Profit Margins Continue to Worsen, Hash Price Drops to Structural Lows
The mining profitability collapse has lasted for four months. A JPMorgan report shows that in November, miners' average daily block reward income was only $41,400/EH/s, down 14% month-on-month and 20% year-on-year. The current hash price is stable in the $38.3–$39.44/PH/s range, only slightly above the $40/PH/s breakeven line. Once it falls below this line, a large number of miners will have to shut down to avoid losses.
Although the total network hash rate fell slightly by 1% in November to 1,074 EH/s, it is expected to continue rising above 1,100 EH/s in December, leading to intensified competition and severe dilution of revenue per unit of hash rate. TheMinerMag points out that this is not a short-term fluctuation, but a structural low. Mining difficulty in December is expected to rise to 150.56 trillion, further squeezing profit margins. Small miners' daily income per TH/s is only $0.0334, the lowest since 2023. Publicly listed mining companies such as CleanSpark recently decided to fully repay in advance the credit line obtained from Coinbase using bitcoin as collateral. This move symbolizes that the miner community has generally shifted towards deleveraging, prioritizing cash retention and improving liquidity, rather than continuing aggressive operational expansion.
Bitcoin Price Correction Amplifies Mining Pressure
Bitcoin fell further from the November high of $110K to a low of $83K in early December, then rebounded to the $92.9K range. The approximately 18% price drop directly eroded miners' revenues, as mining rewards are tied to the BTC price. The payback period for new-generation mining machines has exceeded 1,000 days, while there are only about 850 days left until the next halving (expected in 2028), meaning most miners will struggle to break even before the halving.

The industry's balance sheets are reacting to the deteriorating environment. In November, the total market value of publicly listed mining companies evaporated by 16%, dropping to $59 billion. Many miners are trying to diversify their income by shifting to AI/HPC high-performance computing, but in the short term, they are still heavily dependent on the price of bitcoin.
If Miners Sell Bitcoin on a Large Scale
The profit crisis may force miners to accelerate the sale of their holdings, putting even greater downward pressure on prices.

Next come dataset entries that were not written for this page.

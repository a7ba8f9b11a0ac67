//! Task listing, creation, updates and reports.

use api_protocol::{IdentityRef, ListTasksQuery, TaskPayload, parse_due_date};
use auth::{Actor, policy};
use entities::{REQUIRED_MESSAGE, Task, TaskPatch, TaskStatus, ValidationErrors};
use task_store::{TaskFilter, TaskStore};
use uuid::Uuid;

use super::find_identity;
use crate::error::{ServerError, ServerResult};
use crate::state::AppState;

/// A decoded task payload.
#[derive(Debug, Default)]
struct TaskChanges {
    patch: TaskPatch,
    /// Hours were sent blank and should be cleared.
    clear_hours: bool,
    /// Hours that failed to decode; only an error if the task ends up completed.
    hours_error: Option<String>,
}

impl TaskChanges {
    fn apply_to(self, task: &mut Task, errors: &mut ValidationErrors) {
        task.apply_patch(self.patch);
        if self.clear_hours {
            task.worked_hours = None;
        }
        if let Some(message) = self.hours_error.filter(|_| task.is_completed()) {
            errors.add("workedHours", message);
        }
    }
}

/// Decodes the payload field by field, collecting every field error.
async fn decode_payload<S: TaskStore>(
    store: &S,
    payload: TaskPayload,
) -> ServerResult<(TaskChanges, ValidationErrors)> {
    let mut errors = ValidationErrors::new();
    let mut changes = TaskChanges::default();
    let patch = &mut changes.patch;

    patch.title = payload.title.map(|title| title.trim().to_string());
    patch.description = payload.description;
    patch.completion_report = payload.completion_report;

    if let Some(raw) = payload.assigned_to {
        match IdentityRef::parse(&raw) {
            Some(reference) => match find_identity(store, &reference).await? {
                Some(identity) => patch.assigned_to = Some(identity.id),
                None => errors.add(
                    "assignedTo",
                    format!("Invalid identity \"{}\" - object does not exist.", raw.trim()),
                ),
            },
            None => errors.add("assignedTo", REQUIRED_MESSAGE),
        }
    }

    if let Some(raw) = payload.due_date {
        match parse_due_date(&raw) {
            Ok(due_date) => patch.due_date = Some(due_date),
            Err(e) => errors.add("dueDate", e.to_string()),
        }
    }

    if let Some(raw) = payload.status {
        match raw.trim().parse::<TaskStatus>() {
            Ok(status) => patch.status = Some(status),
            Err(message) => errors.add("status", message),
        }
    }

    if let Some(value) = payload.worked_hours {
        match value.resolve() {
            Ok(Some(hours)) => patch.worked_hours = Some(hours),
            Ok(None) => changes.clear_hours = true,
            Err(e) => changes.hours_error = Some(e.to_string()),
        }
    }

    Ok((changes, errors))
}

async fn load_task<S: TaskStore>(state: &AppState<S>, id: Uuid) -> ServerResult<Task> {
    state
        .store
        .get_task(id)
        .await?
        .ok_or_else(|| ServerError::NotFound(format!("Task {id}")))
}

/// Lists the tasks visible to the actor, most recent first.
pub async fn list_tasks<S: TaskStore>(
    state: &AppState<S>,
    actor: &Actor,
    query: ListTasksQuery,
) -> ServerResult<(Vec<Task>, u32)> {
    let mut filter = TaskFilter::visible(policy::task_visibility(actor));
    if let Some(raw) = query.status.as_deref().map(str::trim).filter(|s| !s.is_empty()) {
        let status = raw
            .parse::<TaskStatus>()
            .map_err(|message| ServerError::field("status", message))?;
        filter = filter.with_status(status);
    }
    filter.limit = query.limit;
    filter.offset = query.offset;

    Ok(state.store.list_tasks(filter).await?)
}

/// Creates a task on behalf of an admin or superadmin.
///
/// The creator is always the actor; a creator in the payload is ignored.
pub async fn create_task<S: TaskStore>(
    state: &AppState<S>,
    actor: &Actor,
    payload: TaskPayload,
) -> ServerResult<Task> {
    policy::authorize_task_create(actor).into_result()?;

    let (changes, mut errors) = decode_payload(&state.store, payload).await?;
    let patch = &changes.patch;
    if patch.assigned_to.is_none() && !errors.contains("assignedTo") {
        errors.add("assignedTo", REQUIRED_MESSAGE);
    }
    if patch.due_date.is_none() && !errors.contains("dueDate") {
        errors.add("dueDate", REQUIRED_MESSAGE);
    }

    let (Some(assigned_to), Some(due_date)) = (patch.assigned_to, patch.due_date) else {
        if patch.title.as_deref().is_none_or(str::is_empty) {
            errors.add("title", REQUIRED_MESSAGE);
        }
        let completing = patch.status == Some(TaskStatus::Completed);
        if let Some(message) = changes.hours_error.filter(|_| completing) {
            errors.add("workedHours", message);
        }
        return Err(errors.into());
    };
    let mut task = Task::new("", assigned_to, actor.id, due_date);
    changes.apply_to(&mut task, &mut errors);
    if let Err(lifecycle) = task.validate() {
        // A field that failed to decode already carries its error.
        errors.merge_missing(lifecycle);
    }
    errors.into_result()?;

    let task = state.store.create_task(task).await?;
    tracing::info!(
        task_id = %task.id,
        assigned_to = %task.assigned_to,
        created_by = %task.created_by,
        "Task created"
    );
    Ok(task)
}

/// Applies a partial update.
///
/// Ownership is checked before anything else; a user-role actor may then
/// only touch status, report and hours.
pub async fn update_task<S: TaskStore>(
    state: &AppState<S>,
    actor: &Actor,
    id: Uuid,
    payload: TaskPayload,
) -> ServerResult<Task> {
    let task = load_task(state, id).await?;
    let assignee = state.store.get_profile(task.assigned_to).await?;
    policy::authorize_task_update(actor, &task, assignee.as_ref()).into_result()?;

    let (changes, mut errors) = decode_payload(&state.store, payload).await?;
    policy::authorize_task_detail_edit(actor, &task, &changes.patch).into_result()?;

    let mut updated = task;
    changes.apply_to(&mut updated, &mut errors);
    errors.into_result()?;
    let task = state.store.update_task(updated).await?;

    tracing::info!(
        task_id = %task.id,
        status = %task.status,
        updated_by = %actor.id,
        "Task updated"
    );
    Ok(task)
}

/// Returns a completed task for its report view.
pub async fn task_report<S: TaskStore>(
    state: &AppState<S>,
    actor: &Actor,
    id: Uuid,
) -> ServerResult<Task> {
    let task = load_task(state, id).await?;
    let assignee = state.store.get_profile(task.assigned_to).await?;
    policy::authorize_task_report(actor, &task, assignee.as_ref()).into_result()?;
    Ok(task)
}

On November 6, miners sold 1,898 BTC at an average price of $102,600, and even a miner wallet dormant for 14 years transferred 150 BTC, further increasing market supply pressure.
Historically, miner sell-offs have often amplified price declines. Currently, financing rates have turned negative, and bearish sentiment in the market is rising. If the selling wave continues, bitcoin may once again test the $83,000 support, forming a vicious cycle of "price decline → worsening profitability → more selling."

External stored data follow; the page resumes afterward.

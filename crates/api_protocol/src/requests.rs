//! Request payloads for the JSON API and the panel forms.

use serde::{Deserialize, Serialize};

use crate::HoursValue;

// ============================================================================
// JSON API
// ============================================================================

/// Body of `POST /api/auth/register`.
#[derive(Debug, Clone, Default, Serialize, Deserialize)]
#[serde(rename_all = "camelCase", default)]
pub struct RegisterRequest {
    pub username: String,
    pub email: String,
    pub password: String,
    pub password_confirm: String,
    pub first_name: String,
    pub last_name: String,
    /// Honoured only when the server allows role selection.
    pub role: Option<String>,
}

/// Body of `POST /api/auth/login`.
#[derive(Debug, Clone, Default, Serialize, Deserialize)]
#[serde(default)]
pub struct LoginRequest {
    pub username: String,
    pub password: String,
}

/// Task fields as sent by a client.
///
/// Used whole for creation and as a partial update, where an absent field
/// stays unchanged.
#[derive(Debug, Clone, Default, Serialize, Deserialize)]
#[serde(rename_all = "camelCase", default)]
pub struct TaskPayload {
    pub title: Option<String>,
    pub description: Option<String>,
    /// Identity UUID or username.
    pub assigned_to: Option<String>,
    /// RFC 3339 or naive `YYYY-MM-DDTHH:MM[:SS]` in UTC.
    pub due_date: Option<String>,
    pub status: Option<String>,
    pub completion_report: Option<String>,
    pub worked_hours: Option<HoursValue>,
}

/// Body of `POST /api/tasks`.
pub type CreateTaskRequest = TaskPayload;

/// Body of `PUT /api/tasks/:id`.
pub type UpdateTaskRequest = TaskPayload;

/// Query string of `GET /api/tasks`.
#[derive(Debug, Clone, Default, Serialize, Deserialize)]
#[serde(default)]
pub struct ListTasksQuery {
    pub status: Option<String>,
    pub limit: Option<u32>,
    pub offset: Option<u32>,
}

// ============================================================================
// Panel forms (form-encoded, snake_case field names)
// ============================================================================

/// Query string of panel pages; carries the message of the last redirect.
#[derive(Debug, Clone, Default, Serialize, Deserialize)]
#[serde(default)]
pub struct FlashQuery {
    pub flash: Option<String>,
}

/// `POST /panel/login`.
#[derive(Debug, Clone, Default, Serialize, Deserialize)]
#[serde(default)]
pub struct LoginForm {
    pub username: String,
    pub password: String,
}

/// User or admin create/update form.
#[derive(Debug, Clone, Default, Serialize, Deserialize)]
#[serde(default)]
pub struct AccountForm {
    pub username: String,
    pub email: String,
    pub first_name: String,
    pub last_name: String,
    /// Checkbox; absent means inactive.
    pub is_active: Option<String>,
    pub password: String,
    pub password_confirm: String,
    pub role: Option<String>,
    /// Identity UUID or username of the overseeing admin.
    pub assigned_admin: Option<String>,
}

/// `POST /panel/assign-user`.
#[derive(Debug, Clone, Default, Serialize, Deserialize)]
#[serde(default)]
pub struct AssignUserForm {
    /// Identity UUID or username.
    pub user: String,
    /// Identity UUID or username.
    pub admin: String,
}

/// Task create/update form. Absent fields stay unchanged on update.
#[derive(Debug, Clone, Default, Serialize, Deserialize)]
#[serde(default)]
pub struct TaskForm {
    pub title: Option<String>,
    pub description: Option<String>,
    pub assigned_to: Option<String>,
    pub due_date: Option<String>,
    pub status: Option<String>,
    pub completion_report: Option<String>,
    pub worked_hours: Option<String>,
}

impl From<TaskForm> for TaskPayload {
    fn from(form: TaskForm) -> Self {
        Self {
            title: form.title,
            description: form.description,
            assigned_to: form.assigned_to,
            due_date: form.due_date,
            status: form.status,
            completion_report: form.completion_report,
            worked_hours: form.worked_hours.map(HoursValue::Text),
        }
    }
}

Mining Stocks Under Heavy Pressure, Rebound Fails to Mask Fundamental Crisis
Since mid-October, mining sector stock prices have collectively plunged:
- MARA Holdings (MARA) fell 50% from its high, closing at $11.91;
- CleanSpark (CLSK) fell 37%, closing at $13.70;
- Riot Platforms (RIOT) fell 32%, closing at $15.22;
- HIVE Digital Technologies (HIVE) saw the largest drop of 54%, closing at $3.16.

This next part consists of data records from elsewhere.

#[async_trait]
impl TaskStore for SqliteTaskStore {
    // =========================================================================
    // Identity operations
    // =========================================================================

    async fn create_account(
        &self,
        identity: Identity,
        mut profile: Profile,
    ) -> TaskStoreResult<Account> {
        profile.identity_id = identity.id;
        profile.normalize();

        let mut tx = self.pool.begin().await?;
        sqlx::query(
            r#"
            INSERT INTO identities (
                id, username, email, first_name, last_name,
                password_hash, is_active, created_at, updated_at
            )
            VALUES (?, ?, NULLIF(?, ''), ?, ?, ?, ?, ?, ?)
            "#,
        )
        .bind(identity.id.to_string())
        .bind(&identity.username)
        .bind(&identity.email)
        .bind(&identity.first_name)
        .bind(&identity.last_name)
        .bind(&identity.password_hash)
        .bind(identity.is_active)
        .bind(to_micros(identity.created_at))
        .bind(to_micros(identity.updated_at))
        .execute(&mut *tx)
        .await
        .map_err(|e| identity_write_error(e, &identity))?;

        upsert_profile(&mut tx, &profile).await?;
        tx.commit().await?;

        Ok(Account::new(identity, profile))
    }

    async fn get_identity(&self, id: Uuid) -> TaskStoreResult<Option<Identity>> {
        let sql = format!(
            "SELECT {ACCOUNT_COLUMNS} FROM identities i \
             LEFT JOIN profiles p ON p.identity_id = i.id WHERE i.id = ?"
        );
        let row: Option<AccountRow> = sqlx::query_as(&sql)
            .bind(id.to_string())
            .fetch_optional(&self.pool)
            .await?;

        row.map(|r| Account::try_from(r).map(|a| a.identity))
            .transpose()
    }

    async fn get_identity_by_username(&self, username: &str) -> TaskStoreResult<Option<Identity>> {
        let sql = format!(
            "SELECT {ACCOUNT_COLUMNS} FROM identities i \
             LEFT JOIN profiles p ON p.identity_id = i.id WHERE i.username = ?"
        );
        let row: Option<AccountRow> = sqlx::query_as(&sql)
            .bind(username)
            .fetch_optional(&self.pool)
            .await?;

        row.map(|r| Account::try_from(r).map(|a| a.identity))
            .transpose()
    }

    async fn list_accounts(&self, filter: AccountFilter) -> TaskStoreResult<(Vec<Account>, u32)> {
        let total: i64 = Self::account_query("COUNT(*)", &filter)
            .build_query_scalar()
            .fetch_one(&self.pool)
            .await?;

        let mut qb = Self::account_query(ACCOUNT_COLUMNS, &filter);
        qb.push(" ORDER BY i.username");
        push_pagination(&mut qb, filter.limit, filter.offset);
        let rows: Vec<AccountRow> = qb.build_query_as().fetch_all(&self.pool).await?;

        let accounts = rows
            .into_iter()
            .map(Account::try_from)
            .collect::<TaskStoreResult<Vec<_>>>()?;
        Ok((accounts, total as u32))
    }

    async fn update_account(&self, account: Account) -> TaskStoreResult<Account> {
        let Account {
            mut identity,
            mut profile,
        } = account;
        let now = Utc::now();
        identity.updated_at = now;
        profile.identity_id = identity.id;
        profile.updated_at = now;
        profile.normalize();

        let mut tx = self.pool.begin().await?;
        let result = sqlx::query(
            r#"
            UPDATE identities SET
                username = ?, email = NULLIF(?, ''), first_name = ?, last_name = ?,
                password_hash = ?, is_active = ?, updated_at = ?
            WHERE id = ?
            "#,
        )
        .bind(&identity.username)
        .bind(&identity.email)
        .bind(&identity.first_name)
        .bind(&identity.last_name)
        .bind(&identity.password_hash)
        .bind(identity.is_active)
        .bind(to_micros(identity.updated_at))
        .bind(identity.id.to_string())
        .execute(&mut *tx)
        .await
        .map_err(|e| identity_write_error(e, &identity))?;

        if result.rows_affected() == 0 {
            return Err(TaskStoreError::not_found("Identity", identity.id.to_string()));
        }

        upsert_profile(&mut tx, &profile).await?;
        tx.commit().await?;

        Ok(Account::new(identity, profile))
    }

    async fn delete_identity(&self, id: Uuid) -> TaskStoreResult<()> {
        // Profile and task rows follow through ON DELETE clauses.
        let result = sqlx::query("DELETE FROM identities WHERE id = ?")
            .bind(id.to_string())
            .execute(&self.pool)
            .await?;

        if result.rows_affected() == 0 {
            return Err(TaskStoreError::not_found("Identity", id.to_string()));
        }
        Ok(())
    }

    // =========================================================================
    // Profile operations
    // =========================================================================

    async fn get_profile(&self, identity_id: Uuid) -> TaskStoreResult<Option<Profile>> {
        let row: Option<ProfileRow> = sqlx::query_as(
            "SELECT identity_id, role, assigned_admin, created_at, updated_at \
             FROM profiles WHERE identity_id = ?",
        )
        .bind(identity_id.to_string())
        .fetch_optional(&self.pool)
        .await?;

        row.map(Profile::try_from).transpose()
    }

    async fn ensure_profile(&self, identity_id: Uuid) -> TaskStoreResult<Profile> {
        let id = identity_id.to_string();
        let mut tx = self.pool.begin().await?;

        let exists: i64 = sqlx::query_scalar("SELECT COUNT(*) FROM identities WHERE id = ?")
            .bind(&id)
            .fetch_one(&mut *tx)
            .await?;
        if exists == 0 {
            return Err(TaskStoreError::not_found("Identity", id));
        }

        let now = to_micros(Utc::now());
        let inserted = sqlx::query(
            r#"
            INSERT INTO profiles (identity_id, role, assigned_admin, created_at, updated_at)
            VALUES (?, 'user', NULL, ?, ?)
            ON CONFLICT(identity_id) DO NOTHING
            "#,
        )
        .bind(&id)
        .bind(now)
        .bind(now)
        .execute(&mut *tx)
        .await?;
        if inserted.rows_affected() > 0 {
            tracing::warn!(identity_id = %identity_id, "Creating missing profile");
        }

        let row: ProfileRow = sqlx::query_as(
            "SELECT identity_id, role, assigned_admin, created_at, updated_at \
             FROM profiles WHERE identity_id = ?",
        )
        .bind(&id)
        .fetch_one(&mut *tx)
        .await?;
        tx.commit().await?;

        Profile::try_from(row)
    }

    async fn update_profile(&self, mut profile: Profile) -> TaskStoreResult<Profile> {
        profile.normalize();
        profile.updated_at = Utc::now();

        let result = sqlx::query(
            "UPDATE profiles SET role = ?, assigned_admin = ?, updated_at = ? WHERE identity_id = ?",
        )
        .bind(profile.role.as_str())
        .bind(profile.assigned_admin.map(|id| id.to_string()))
        .bind(to_micros(profile.updated_at))
        .bind(profile.identity_id.to_string())
        .execute(&self.pool)
        .await
        .map_err(constraint_error)?;

        if result.rows_affected() == 0 {
            return Err(TaskStoreError::not_found(
                "Profile",
                profile.identity_id.to_string(),
            ));
        }
        Ok(profile)
    }

    async fn count_profiles(&self, role: Role) -> TaskStoreResult<u32> {
        let count: i64 = sqlx::query_scalar(
            "SELECT COUNT(*) FROM identities i LEFT JOIN profiles p ON p.identity_id = i.id \
             WHERE COALESCE(p.role, 'user') = ?",
        )
        .bind(role.as_str())
        .fetch_one(&self.pool)
        .await?;
        Ok(count as u32)
    }

    // =========================================================================
    // Task operations
    // =========================================================================

    async fn create_task(&self, mut task: Task) -> TaskStoreResult<Task> {
        task.prepare_for_save()?;

        sqlx::query(
            r#"
            INSERT INTO tasks (
                id, title, description, assigned_to, created_by, due_date,
                status, completion_report, worked_hours, created_at, updated_at
            )
            VALUES (?, ?, ?, ?, ?, ?, ?, ?, ?, ?, ?)
            "#,
        )
        .bind(task.id.to_string())
        .bind(&task.title)
        .bind(&task.description)
        .bind(task.assigned_to.to_string())
        .bind(task.created_by.to_string())
        .bind(to_micros(task.due_date))
        .bind(task.status.as_str())
        .bind(&task.completion_report)
        .bind(task.worked_hours)
        .bind(to_micros(task.created_at))
        .bind(to_micros(task.updated_at))
        .execute(&self.pool)
        .await
        .map_err(|e| task_write_error(e, &task))?;

        Ok(task)
    }

    async fn get_task(&self, id: Uuid) -> TaskStoreResult<Option<Task>> {
        let sql = format!("SELECT {TASK_COLUMNS} FROM tasks t WHERE t.id = ?");
        let row: Option<TaskRow> = sqlx::query_as(&sql)
            .bind(id.to_string())
            .fetch_optional(&self.pool)
            .await?;

        row.map(Task::try_from).transpose()
    }

    async fn list_tasks(&self, filter: TaskFilter) -> TaskStoreResult<(Vec<Task>, u32)> {
        let total: i64 = Self::task_query("COUNT(*)", &filter)
            .build_query_scalar()
            .fetch_one(&self.pool)
            .await?;

        let mut qb = Self::task_query(TASK_COLUMNS, &filter);
        qb.push(" ORDER BY t.created_at DESC, t.rowid DESC");
        push_pagination(&mut qb, filter.limit, filter.offset);
        let rows: Vec<TaskRow> = qb.build_query_as().fetch_all(&self.pool).await?;

        let tasks = rows
            .into_iter()
            .map(Task::try_from)
            .collect::<TaskStoreResult<Vec<_>>>()?;
        Ok((tasks, total as u32))
    }

    async fn update_task(&self, mut task: Task) -> TaskStoreResult<Task> {
        task.prepare_for_save()?;
        task.touch();

        let mut tx = self.pool.begin().await?;
        let sql = format!("SELECT {TASK_COLUMNS} FROM tasks t WHERE t.id = ?");
        let existing: Option<TaskRow> = sqlx::query_as(&sql)
            .bind(task.id.to_string())
            .fetch_optional(&mut *tx)
            .await?;
        let existing = match existing {
            Some(row) => Task::try_from(row)?,
            None => return Err(TaskStoreError::not_found("Task", task.id.to_string())),
        };
        task.created_by = existing.created_by;
        task.created_at = existing.created_at;

        sqlx::query(
            r#"
            UPDATE tasks SET
                title = ?, description = ?, assigned_to = ?, due_date = ?,
                status = ?, completion_report = ?, worked_hours = ?, updated_at = ?
            WHERE id = ?
            "#,
        )
        .bind(&task.title)
        .bind(&task.description)
        .bind(task.assigned_to.to_string())
        .bind(to_micros(task.due_date))
        .bind(task.status.as_str())
        .bind(&task.completion_report)
        .bind(task.worked_hours)
        .bind(to_micros(task.updated_at))
        .bind(task.id.to_string())
        .execute(&mut *tx)
        .await
        .map_err(|e| task_write_error(e, &task))?;
        tx.commit().await?;

        Ok(task)
    }
}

Bitcoin mining is experiencing its most challenging period in 15 years, with profits hitting historic lows that may force miners to continue selling bitcoin, potentially driving prices further down. As difficulty continues to rise and the next halving approaches, miners must significantly improve efficiency or diversify their businesses, or more machines will be forced offline. This round of adjustment is not a short-term fluctuation, but a profound structural challenge. Investors should closely monitor miner wallet activity and the intensity of sell-offs to assess the subsequent downside risk for bitcoin.